▸ **WORK INSTRUCTION**
Those lines of the data that hold the word "dimensions" are to be copied out.

*** MATERIAL SUPPLIED

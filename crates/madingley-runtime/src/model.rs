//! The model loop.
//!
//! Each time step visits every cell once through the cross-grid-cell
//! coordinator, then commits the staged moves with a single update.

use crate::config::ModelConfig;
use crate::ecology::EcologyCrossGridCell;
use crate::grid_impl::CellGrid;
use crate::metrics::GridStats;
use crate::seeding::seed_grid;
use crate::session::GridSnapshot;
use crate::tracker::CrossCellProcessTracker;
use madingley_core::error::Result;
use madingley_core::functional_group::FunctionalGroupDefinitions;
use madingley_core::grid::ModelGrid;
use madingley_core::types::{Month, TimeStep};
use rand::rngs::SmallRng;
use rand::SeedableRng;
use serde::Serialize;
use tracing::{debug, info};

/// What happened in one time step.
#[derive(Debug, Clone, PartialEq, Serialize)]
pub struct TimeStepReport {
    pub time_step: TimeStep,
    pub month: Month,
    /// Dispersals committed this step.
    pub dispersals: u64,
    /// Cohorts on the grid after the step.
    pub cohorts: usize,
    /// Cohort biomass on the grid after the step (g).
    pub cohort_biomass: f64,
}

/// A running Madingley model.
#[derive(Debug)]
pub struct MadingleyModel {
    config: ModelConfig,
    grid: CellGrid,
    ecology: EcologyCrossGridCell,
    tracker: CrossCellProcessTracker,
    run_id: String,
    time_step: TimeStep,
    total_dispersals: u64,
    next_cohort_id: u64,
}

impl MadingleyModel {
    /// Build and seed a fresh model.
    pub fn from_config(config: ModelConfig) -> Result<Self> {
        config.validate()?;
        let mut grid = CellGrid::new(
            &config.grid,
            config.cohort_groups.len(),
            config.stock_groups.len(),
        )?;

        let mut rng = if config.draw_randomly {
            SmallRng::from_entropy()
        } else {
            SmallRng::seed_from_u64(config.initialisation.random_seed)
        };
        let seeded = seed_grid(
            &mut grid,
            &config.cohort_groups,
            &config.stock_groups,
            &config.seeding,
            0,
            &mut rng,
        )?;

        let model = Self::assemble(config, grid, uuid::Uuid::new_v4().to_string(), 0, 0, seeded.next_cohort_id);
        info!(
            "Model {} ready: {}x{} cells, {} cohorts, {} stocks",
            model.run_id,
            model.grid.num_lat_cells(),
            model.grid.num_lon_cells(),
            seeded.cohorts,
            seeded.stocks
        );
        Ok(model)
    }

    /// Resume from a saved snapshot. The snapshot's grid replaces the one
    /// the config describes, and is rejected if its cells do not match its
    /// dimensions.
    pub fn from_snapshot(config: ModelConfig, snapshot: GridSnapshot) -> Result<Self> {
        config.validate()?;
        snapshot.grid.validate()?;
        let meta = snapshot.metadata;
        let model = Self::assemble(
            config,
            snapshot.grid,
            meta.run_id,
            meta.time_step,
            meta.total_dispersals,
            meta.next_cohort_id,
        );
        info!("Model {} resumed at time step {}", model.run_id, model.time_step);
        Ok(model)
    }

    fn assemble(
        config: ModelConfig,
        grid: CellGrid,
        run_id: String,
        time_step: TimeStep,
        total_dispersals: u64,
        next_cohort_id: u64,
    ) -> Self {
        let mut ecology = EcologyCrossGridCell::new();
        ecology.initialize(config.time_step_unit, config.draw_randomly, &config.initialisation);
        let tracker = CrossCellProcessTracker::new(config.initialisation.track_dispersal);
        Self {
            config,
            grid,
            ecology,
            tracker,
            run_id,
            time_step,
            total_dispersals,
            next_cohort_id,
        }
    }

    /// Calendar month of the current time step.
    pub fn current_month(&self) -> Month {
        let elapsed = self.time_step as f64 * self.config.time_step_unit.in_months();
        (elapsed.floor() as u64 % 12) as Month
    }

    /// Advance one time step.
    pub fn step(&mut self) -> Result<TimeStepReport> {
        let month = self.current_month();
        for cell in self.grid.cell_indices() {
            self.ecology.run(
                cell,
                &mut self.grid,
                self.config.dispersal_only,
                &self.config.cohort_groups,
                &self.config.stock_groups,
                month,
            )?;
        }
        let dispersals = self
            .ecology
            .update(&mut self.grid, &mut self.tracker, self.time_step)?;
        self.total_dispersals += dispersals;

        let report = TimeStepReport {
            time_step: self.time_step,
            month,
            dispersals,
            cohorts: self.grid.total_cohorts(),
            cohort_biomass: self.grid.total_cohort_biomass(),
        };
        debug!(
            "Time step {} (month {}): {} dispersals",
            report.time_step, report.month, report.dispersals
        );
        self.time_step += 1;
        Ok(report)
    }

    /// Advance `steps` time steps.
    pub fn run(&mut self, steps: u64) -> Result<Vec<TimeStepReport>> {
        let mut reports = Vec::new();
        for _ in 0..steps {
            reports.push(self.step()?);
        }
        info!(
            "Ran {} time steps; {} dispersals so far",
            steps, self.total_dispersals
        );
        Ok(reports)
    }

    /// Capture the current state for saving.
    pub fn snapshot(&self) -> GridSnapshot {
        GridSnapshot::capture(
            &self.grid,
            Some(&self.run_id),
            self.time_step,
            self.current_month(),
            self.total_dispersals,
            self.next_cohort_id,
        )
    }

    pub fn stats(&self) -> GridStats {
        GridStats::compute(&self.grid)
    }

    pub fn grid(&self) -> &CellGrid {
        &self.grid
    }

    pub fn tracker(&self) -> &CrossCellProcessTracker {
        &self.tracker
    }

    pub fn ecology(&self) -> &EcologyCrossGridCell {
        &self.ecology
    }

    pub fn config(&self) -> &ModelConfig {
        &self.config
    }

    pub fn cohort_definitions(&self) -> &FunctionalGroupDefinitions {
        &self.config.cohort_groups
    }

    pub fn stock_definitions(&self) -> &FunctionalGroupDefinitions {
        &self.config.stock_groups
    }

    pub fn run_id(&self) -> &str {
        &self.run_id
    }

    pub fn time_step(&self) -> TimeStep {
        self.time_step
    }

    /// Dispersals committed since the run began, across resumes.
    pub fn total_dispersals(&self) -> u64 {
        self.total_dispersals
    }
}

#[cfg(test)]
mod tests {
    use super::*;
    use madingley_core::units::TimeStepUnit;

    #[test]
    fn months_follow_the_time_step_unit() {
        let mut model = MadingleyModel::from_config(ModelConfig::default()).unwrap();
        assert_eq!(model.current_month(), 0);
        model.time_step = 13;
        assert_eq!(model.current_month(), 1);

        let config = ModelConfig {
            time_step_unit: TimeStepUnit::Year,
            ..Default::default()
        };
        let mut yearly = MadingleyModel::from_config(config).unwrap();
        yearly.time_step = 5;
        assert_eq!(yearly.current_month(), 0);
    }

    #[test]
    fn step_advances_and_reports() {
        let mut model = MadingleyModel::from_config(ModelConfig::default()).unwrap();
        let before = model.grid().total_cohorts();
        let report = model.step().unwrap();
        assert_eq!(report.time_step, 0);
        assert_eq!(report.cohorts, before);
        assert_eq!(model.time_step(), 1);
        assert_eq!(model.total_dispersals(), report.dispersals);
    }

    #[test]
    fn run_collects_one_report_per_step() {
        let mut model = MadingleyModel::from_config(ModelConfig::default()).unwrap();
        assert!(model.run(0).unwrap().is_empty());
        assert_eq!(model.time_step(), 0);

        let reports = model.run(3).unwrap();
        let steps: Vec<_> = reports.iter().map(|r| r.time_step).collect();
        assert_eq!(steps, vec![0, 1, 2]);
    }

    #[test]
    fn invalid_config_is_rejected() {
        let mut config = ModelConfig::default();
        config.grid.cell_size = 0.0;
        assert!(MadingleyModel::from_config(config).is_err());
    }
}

******
*** MATERIAL SUPPLIED

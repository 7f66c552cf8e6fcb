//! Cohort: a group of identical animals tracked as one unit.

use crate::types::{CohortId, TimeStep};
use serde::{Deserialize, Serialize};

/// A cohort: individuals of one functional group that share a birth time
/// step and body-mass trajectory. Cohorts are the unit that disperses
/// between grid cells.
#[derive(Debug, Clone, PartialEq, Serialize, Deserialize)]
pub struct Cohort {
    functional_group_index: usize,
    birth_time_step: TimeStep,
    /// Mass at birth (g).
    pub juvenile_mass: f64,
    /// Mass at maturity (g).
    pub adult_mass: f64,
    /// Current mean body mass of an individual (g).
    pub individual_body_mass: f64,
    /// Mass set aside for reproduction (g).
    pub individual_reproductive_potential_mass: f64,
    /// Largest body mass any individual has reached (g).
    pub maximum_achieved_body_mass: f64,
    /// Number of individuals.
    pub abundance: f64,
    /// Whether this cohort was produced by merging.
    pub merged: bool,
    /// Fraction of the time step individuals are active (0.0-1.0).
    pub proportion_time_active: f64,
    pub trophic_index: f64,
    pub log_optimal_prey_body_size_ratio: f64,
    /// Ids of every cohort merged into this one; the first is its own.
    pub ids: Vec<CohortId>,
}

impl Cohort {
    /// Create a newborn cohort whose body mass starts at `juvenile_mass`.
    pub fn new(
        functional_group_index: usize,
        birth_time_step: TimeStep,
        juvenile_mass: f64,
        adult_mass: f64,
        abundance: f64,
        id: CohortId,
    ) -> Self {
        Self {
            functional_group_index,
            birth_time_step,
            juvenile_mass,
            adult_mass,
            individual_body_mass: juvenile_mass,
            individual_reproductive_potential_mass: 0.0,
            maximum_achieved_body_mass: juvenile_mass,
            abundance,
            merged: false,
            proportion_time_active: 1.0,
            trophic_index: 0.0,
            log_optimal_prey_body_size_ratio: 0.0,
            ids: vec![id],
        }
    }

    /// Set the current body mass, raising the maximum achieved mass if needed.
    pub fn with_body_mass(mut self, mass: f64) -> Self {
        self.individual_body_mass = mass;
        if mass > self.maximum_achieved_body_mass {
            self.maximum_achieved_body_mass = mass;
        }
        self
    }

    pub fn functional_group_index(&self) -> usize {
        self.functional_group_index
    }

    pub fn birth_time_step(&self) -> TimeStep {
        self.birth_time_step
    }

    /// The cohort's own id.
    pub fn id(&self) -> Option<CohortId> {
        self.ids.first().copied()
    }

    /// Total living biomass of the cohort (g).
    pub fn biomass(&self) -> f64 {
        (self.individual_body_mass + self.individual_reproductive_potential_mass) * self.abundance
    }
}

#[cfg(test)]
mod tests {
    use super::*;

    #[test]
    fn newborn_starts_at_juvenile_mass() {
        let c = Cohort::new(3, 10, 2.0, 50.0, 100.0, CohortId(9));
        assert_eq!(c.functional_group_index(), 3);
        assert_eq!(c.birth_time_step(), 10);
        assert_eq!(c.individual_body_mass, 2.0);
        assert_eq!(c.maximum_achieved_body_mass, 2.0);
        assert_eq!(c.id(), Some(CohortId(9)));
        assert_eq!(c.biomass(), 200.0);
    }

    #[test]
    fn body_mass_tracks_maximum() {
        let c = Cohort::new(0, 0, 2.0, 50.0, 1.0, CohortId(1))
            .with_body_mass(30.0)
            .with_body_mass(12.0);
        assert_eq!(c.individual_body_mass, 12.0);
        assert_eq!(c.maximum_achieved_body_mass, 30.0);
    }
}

******
*** MATERIAL SUPPLIED

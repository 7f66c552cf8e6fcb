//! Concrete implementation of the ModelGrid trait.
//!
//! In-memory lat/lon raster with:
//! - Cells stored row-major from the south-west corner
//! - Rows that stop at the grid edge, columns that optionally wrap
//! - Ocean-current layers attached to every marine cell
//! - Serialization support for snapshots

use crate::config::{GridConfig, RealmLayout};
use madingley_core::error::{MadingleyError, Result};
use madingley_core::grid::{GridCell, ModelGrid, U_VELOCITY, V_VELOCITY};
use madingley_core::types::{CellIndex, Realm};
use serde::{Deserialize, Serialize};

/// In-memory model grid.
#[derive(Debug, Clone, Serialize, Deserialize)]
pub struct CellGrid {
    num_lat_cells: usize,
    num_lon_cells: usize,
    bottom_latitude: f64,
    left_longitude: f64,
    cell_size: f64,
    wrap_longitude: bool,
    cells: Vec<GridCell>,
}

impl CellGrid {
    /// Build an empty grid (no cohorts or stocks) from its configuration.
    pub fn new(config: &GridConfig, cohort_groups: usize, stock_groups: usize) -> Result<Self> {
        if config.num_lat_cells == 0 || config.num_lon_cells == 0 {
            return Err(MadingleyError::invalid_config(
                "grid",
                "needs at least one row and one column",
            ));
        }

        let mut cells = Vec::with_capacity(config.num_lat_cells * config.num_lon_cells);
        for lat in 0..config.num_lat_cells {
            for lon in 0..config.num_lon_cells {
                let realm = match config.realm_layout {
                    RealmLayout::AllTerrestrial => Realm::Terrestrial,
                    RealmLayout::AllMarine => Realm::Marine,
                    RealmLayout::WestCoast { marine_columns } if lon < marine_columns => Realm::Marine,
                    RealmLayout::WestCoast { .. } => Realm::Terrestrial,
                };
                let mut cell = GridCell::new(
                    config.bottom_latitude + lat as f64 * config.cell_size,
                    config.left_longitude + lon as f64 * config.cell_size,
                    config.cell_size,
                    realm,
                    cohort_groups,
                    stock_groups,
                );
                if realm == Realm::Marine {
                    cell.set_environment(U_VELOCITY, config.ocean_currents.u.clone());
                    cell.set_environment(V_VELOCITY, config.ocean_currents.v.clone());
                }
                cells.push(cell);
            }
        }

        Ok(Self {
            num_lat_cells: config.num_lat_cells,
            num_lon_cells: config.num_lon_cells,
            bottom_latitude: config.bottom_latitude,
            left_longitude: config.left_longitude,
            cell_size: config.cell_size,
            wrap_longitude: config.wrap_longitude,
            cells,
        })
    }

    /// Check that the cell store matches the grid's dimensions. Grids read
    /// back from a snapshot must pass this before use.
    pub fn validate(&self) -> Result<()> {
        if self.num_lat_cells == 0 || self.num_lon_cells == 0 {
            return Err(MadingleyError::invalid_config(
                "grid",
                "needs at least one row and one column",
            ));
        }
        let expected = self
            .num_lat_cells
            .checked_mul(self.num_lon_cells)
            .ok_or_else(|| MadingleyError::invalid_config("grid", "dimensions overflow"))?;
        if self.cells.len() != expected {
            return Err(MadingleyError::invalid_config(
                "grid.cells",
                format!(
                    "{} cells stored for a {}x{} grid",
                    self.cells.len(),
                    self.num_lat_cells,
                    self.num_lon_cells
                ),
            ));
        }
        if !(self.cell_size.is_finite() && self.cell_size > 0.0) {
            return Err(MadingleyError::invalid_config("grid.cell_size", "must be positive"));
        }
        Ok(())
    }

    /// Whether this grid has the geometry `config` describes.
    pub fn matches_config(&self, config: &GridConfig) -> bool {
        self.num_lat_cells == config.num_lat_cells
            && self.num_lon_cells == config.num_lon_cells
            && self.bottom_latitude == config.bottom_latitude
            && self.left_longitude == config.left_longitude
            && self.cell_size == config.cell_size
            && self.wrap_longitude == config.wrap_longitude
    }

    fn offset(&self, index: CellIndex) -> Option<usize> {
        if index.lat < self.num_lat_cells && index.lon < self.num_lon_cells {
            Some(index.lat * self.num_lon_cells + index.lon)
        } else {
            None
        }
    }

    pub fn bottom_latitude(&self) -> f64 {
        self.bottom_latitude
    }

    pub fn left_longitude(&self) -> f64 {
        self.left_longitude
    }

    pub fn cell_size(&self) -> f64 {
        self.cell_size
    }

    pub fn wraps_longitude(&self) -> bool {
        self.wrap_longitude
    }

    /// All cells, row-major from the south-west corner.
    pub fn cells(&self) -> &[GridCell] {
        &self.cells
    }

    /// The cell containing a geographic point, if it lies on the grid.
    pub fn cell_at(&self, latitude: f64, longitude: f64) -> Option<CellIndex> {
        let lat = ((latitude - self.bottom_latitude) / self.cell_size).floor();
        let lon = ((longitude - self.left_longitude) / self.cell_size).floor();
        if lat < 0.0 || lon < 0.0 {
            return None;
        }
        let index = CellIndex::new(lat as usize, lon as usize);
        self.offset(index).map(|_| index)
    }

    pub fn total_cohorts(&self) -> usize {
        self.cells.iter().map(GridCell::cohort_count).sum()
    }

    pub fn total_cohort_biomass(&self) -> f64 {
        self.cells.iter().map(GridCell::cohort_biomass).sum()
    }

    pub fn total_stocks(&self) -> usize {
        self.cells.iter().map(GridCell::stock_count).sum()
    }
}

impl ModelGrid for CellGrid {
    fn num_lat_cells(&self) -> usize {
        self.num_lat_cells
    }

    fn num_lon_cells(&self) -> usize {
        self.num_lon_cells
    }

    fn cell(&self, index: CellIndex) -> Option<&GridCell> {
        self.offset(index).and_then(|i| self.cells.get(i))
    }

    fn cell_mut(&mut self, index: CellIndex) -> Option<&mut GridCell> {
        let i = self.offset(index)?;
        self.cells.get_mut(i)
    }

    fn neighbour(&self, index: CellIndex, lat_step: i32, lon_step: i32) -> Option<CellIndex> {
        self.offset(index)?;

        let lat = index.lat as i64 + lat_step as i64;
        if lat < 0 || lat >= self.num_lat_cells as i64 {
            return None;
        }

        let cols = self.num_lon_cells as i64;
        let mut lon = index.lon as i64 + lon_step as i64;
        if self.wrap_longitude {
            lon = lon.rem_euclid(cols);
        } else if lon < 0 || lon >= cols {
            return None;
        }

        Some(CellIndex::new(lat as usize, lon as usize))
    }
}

******

▸ **ANSWER SPACE**
    /// dimensions.
    /// Check that the cell store matches the grid's dimensions. Grids read
            .ok_or_else(|| MadingleyError::invalid_config("grid", "dimensions overflow"))?;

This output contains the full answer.